__Task item__. Search the entries for the word "compact" and copy each line that has it.

__Recorded information__.
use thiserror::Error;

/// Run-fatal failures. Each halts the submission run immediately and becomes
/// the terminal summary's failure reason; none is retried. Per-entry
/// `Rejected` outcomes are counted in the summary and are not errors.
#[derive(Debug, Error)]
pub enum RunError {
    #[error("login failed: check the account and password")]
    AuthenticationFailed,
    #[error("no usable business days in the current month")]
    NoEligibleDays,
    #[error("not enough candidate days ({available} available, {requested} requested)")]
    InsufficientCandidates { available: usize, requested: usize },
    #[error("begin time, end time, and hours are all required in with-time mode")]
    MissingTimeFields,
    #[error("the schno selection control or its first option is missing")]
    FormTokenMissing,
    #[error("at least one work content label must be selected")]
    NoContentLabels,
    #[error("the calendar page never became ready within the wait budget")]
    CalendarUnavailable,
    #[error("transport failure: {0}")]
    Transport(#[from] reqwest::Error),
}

---

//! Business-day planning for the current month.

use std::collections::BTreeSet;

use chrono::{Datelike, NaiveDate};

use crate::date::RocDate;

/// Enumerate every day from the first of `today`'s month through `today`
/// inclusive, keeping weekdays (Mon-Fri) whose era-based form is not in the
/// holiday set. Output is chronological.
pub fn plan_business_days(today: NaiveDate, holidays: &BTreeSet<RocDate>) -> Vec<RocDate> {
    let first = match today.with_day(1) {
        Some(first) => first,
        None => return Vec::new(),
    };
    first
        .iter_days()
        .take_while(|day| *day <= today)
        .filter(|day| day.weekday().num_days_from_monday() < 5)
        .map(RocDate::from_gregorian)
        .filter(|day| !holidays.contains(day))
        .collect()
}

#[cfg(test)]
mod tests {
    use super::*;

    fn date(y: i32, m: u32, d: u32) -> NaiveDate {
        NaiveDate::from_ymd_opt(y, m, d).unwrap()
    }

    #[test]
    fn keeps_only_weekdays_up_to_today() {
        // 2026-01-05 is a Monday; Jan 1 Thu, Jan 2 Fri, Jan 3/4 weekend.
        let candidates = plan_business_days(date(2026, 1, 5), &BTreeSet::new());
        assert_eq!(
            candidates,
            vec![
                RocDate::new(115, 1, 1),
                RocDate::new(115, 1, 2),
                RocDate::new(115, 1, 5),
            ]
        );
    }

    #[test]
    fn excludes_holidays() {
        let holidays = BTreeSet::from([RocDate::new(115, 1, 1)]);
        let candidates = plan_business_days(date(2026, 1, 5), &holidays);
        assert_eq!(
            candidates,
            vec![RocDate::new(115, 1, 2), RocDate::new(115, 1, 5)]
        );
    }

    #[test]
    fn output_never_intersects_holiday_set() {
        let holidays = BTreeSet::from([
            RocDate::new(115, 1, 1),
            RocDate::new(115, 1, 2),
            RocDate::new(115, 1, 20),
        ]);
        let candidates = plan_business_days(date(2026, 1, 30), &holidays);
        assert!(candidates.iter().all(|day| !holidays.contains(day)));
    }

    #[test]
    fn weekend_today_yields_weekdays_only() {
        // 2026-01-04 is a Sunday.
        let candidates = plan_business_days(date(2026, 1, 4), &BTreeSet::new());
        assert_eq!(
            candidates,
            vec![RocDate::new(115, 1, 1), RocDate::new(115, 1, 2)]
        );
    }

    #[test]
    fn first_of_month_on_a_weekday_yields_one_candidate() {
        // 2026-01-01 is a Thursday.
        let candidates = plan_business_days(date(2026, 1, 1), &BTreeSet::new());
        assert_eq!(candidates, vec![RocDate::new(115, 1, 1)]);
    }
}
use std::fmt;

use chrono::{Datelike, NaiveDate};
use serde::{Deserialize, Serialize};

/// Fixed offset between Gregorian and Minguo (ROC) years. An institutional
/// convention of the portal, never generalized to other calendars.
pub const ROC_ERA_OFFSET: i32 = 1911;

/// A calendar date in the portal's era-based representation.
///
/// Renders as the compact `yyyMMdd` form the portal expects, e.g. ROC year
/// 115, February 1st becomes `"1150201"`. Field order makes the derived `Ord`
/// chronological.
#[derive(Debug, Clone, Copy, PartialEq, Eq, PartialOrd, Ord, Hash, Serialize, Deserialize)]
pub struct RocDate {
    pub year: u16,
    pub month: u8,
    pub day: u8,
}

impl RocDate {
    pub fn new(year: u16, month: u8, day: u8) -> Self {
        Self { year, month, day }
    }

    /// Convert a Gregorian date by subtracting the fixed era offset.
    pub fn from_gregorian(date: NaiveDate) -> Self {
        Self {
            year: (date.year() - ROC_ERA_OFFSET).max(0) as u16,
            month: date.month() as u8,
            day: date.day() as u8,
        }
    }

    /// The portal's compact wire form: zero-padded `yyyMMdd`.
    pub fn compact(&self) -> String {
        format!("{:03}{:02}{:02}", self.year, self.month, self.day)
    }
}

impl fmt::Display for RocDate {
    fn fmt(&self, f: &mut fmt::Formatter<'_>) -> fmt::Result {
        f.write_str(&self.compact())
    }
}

__Answer for the task__.
/// Renders as the compact `yyyMMdd` form the portal expects, e.g. ROC year
    /// The portal's compact wire form: zero-padded `yyyMMdd`.
    pub fn compact(&self) -> String {
        f.write_str(&self.compact())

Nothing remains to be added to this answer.